In conclusion, a polymer prodrug system was designed and prepared by introducing Chl and 6MP into the polyHPMA. Thus, the effective co-delivery of the two drugs was successfully realized. The prepared conjugate loaded 10.5% and 11.2% of chlorambucil and mercaptopurine, which can assemble into particles with a diameter of approximately 120 nm in aqueous solution. The conjugate nanoparticles can remain stable in aqueous media for at least 1 week. Overall, 65% of Chl and 78% of 6MP are released in pH of 5 and 20 μmol DTT at 12 h.
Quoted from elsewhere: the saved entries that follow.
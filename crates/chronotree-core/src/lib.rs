#![forbid(unsafe_code)]
//! ChronoTree: a content-addressed, append-only DAG of immutable posts with
//! convergent merging.
//!
//! Each replica summarises its current frontier (the *loose ends*) under a
//! single digest (the *bitter end*). Replicas that have observed the same
//! content publish bit-identical digests regardless of the order they
//! learned about it, which makes merging commutative, associative, and
//! idempotent — strong eventual consistency for threaded discussions,
//! collaborative notes, or offline-first feeds.
//!
//! # Conventions
//!
//! - **Errors**: typed `thiserror` enums with machine-readable codes;
//!   Storage failures propagate to callers untouched.
//! - **Logging**: `tracing` macros (`debug!`, `trace!`, `warn!`) with
//!   truncated hashes; correctness never depends on logging.

pub mod canonical;
pub mod error;
pub mod hash;
pub mod node;
pub mod storage;
pub mod tree;

pub use error::{TreeError, TreeErrorCode};
pub use hash::Hash;
pub use node::{Node, NodeKind};
pub use storage::{MemoryStore, Storage, StorageError, StorageErrorCode};
pub use tree::ChronoTree;
//! Node model for the ChronoTree DAG.
//!
//! Two node shapes share one representation:
//!
//! - **Content** — an immutable, user-authored post carrying opaque payload
//!   bytes. Content nodes live forever.
//! - **Aggregate** — a content-free summary whose sole purpose is to name a
//!   set of loose ends under one hash. Aggregates are transient; a replica
//!   deletes its aggregate as soon as a newer frontier replaces it.
//!
//! A node's `parent` is the Content node it replies to (`None` for root
//! posts and for all Aggregates). Its `predecessors` are the loose ends that
//! existed when it was created, always kept sorted so the content hash is
//! independent of discovery order.

use std::fmt;

use serde::{Deserialize, Serialize};

use crate::canonical::hex_bytes;
use crate::hash::Hash;

/// Payload-bearing discriminant between the two node shapes.
#[derive(Debug, Clone, PartialEq, Eq, Serialize, Deserialize)]
#[serde(tag = "type", rename_all = "lowercase")]
pub enum NodeKind {
    /// User-authored post. The engine never inspects the payload; it only
    /// participates in hashing through the canonical serialisation.
    Content {
        /// Application payload bytes, hex-encoded on the wire.
        #[serde(with = "hex_bytes")]
        payload: Vec<u8>,
    },
    /// Frontier summary. Carries no payload so that two aggregates over the
    /// same predecessor list hash identically.
    Aggregate,
}

/// A single node in the DAG.
///
/// Only `{hash, type, parent, predecessors}` (plus the Content payload) is
/// observable; the hash is a pure function of every other field, so
/// predecessor ordering matters and is canonically sorted.
#[derive(Debug, Clone, PartialEq, Eq, Serialize, Deserialize)]
pub struct Node {
    /// This node's own label. [`Hash::unset`] until Storage stamps it on
    /// save.
    pub hash: Hash,

    /// Content vs Aggregate.
    #[serde(flatten)]
    pub kind: NodeKind,

    /// The Content node this one replies to. `None` for root posts and for
    /// Aggregates.
    pub parent: Option<Hash>,

    /// The loose ends that existed immediately before this node was
    /// created, sorted lexicographically.
    pub predecessors: Vec<Hash>,
}

impl Node {
    /// Build a fresh Content node.
    ///
    /// The hash starts unset and the predecessor list empty; both are
    /// overwritten when the node is published through
    /// [`ChronoTree::add`](crate::tree::ChronoTree::add).
    #[must_use]
    pub fn content(payload: impl Into<Vec<u8>>, parent: Option<Hash>) -> Self {
        Self {
            hash: Hash::unset(),
            kind: NodeKind::Content {
                payload: payload.into(),
            },
            parent,
            predecessors: Vec::new(),
        }
    }

    /// Build an Aggregate over the given loose ends.
    ///
    /// The predecessor list is sorted here so the canonical form never
    /// depends on the caller's iteration order.
    #[must_use]
    pub fn aggregate(mut predecessors: Vec<Hash>) -> Self {
        predecessors.sort();
        Self {
            hash: Hash::unset(),
            kind: NodeKind::Aggregate,
            parent: None,
            predecessors,
        }
    }

    /// Returns `true` for Content nodes.
    #[must_use]
    pub fn is_content(&self) -> bool {
        matches!(self.kind, NodeKind::Content { .. })
    }

    /// Returns `true` for Aggregate nodes.
    #[must_use]
    pub fn is_aggregate(&self) -> bool {
        matches!(self.kind, NodeKind::Aggregate)
    }

    /// The payload bytes of a Content node, `None` for Aggregates.
    #[must_use]
    pub fn payload(&self) -> Option<&[u8]> {
        match &self.kind {
            NodeKind::Content { payload } => Some(payload),
            NodeKind::Aggregate => None,
        }
    }

    /// Every hash this node references: its parent (if any) followed by its
    /// predecessors.
    pub fn references(&self) -> impl Iterator<Item = &Hash> {
        self.parent.iter().chain(self.predecessors.iter())
    }
}

impl fmt::Display for Node {
    fn fmt(&self, f: &mut fmt::Formatter<'_>) -> fmt::Result {
        let kind = if self.is_content() { "content" } else { "aggregate" };
        write!(f, "{} {}", kind, self.hash.short())?;
        if let Some(parent) = &self.parent {
            write!(f, " parent={}", parent.short())?;
        }
        if !self.predecessors.is_empty() {
            write!(f, " predecessors={}", self.predecessors.len())?;
        }
        Ok(())
    }
}

// ---------------------------------------------------------------------------
// Tests
// ---------------------------------------------------------------------------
The dual-drug loaded conjugate exhibited a combination index of 0.81 compared to the single-drug loaded conjugate, along with an increase in the ability to promote apoptosis in HepG2 cells and disrupt the cell division cycle by 2–5 times, demonstrating a significant synergistic effect. Fluorescence imaging of major organs conducted in vivo and ex vivo demonstrated that the dual-drug loaded conjugate was rapidly distributed throughout the entire body of mice, with a circulation time exceeding 24 hr. The main organs involved in its metabolism were found to be the liver and kidneys. After continuous administration for 5 days, the major organs of the mice showed no significant pathological damage. Moreover, the conjugate delivery system can be extended to integrate multiple different types of drugs into the same conjugate, achieving combination delivery of various drugs by controlling the drug loading amount and ratios. By leveraging the synergistic effects among different drugs, this approach could greatly enhance therapeutic efficiency.

Acknowledgments

The funding for this work is provided by the young talent innovation project of Lanzhou City (No: 2023-QN-59), the youth mentor fund (GAU-QDFC-2023-06) and scientific research start-up funds for doctors recruited openly (No. GAU-KYQD-2019-23) by Gansu Agricultural University.

Disclosure

The authors declare no competing interests in relation to this work.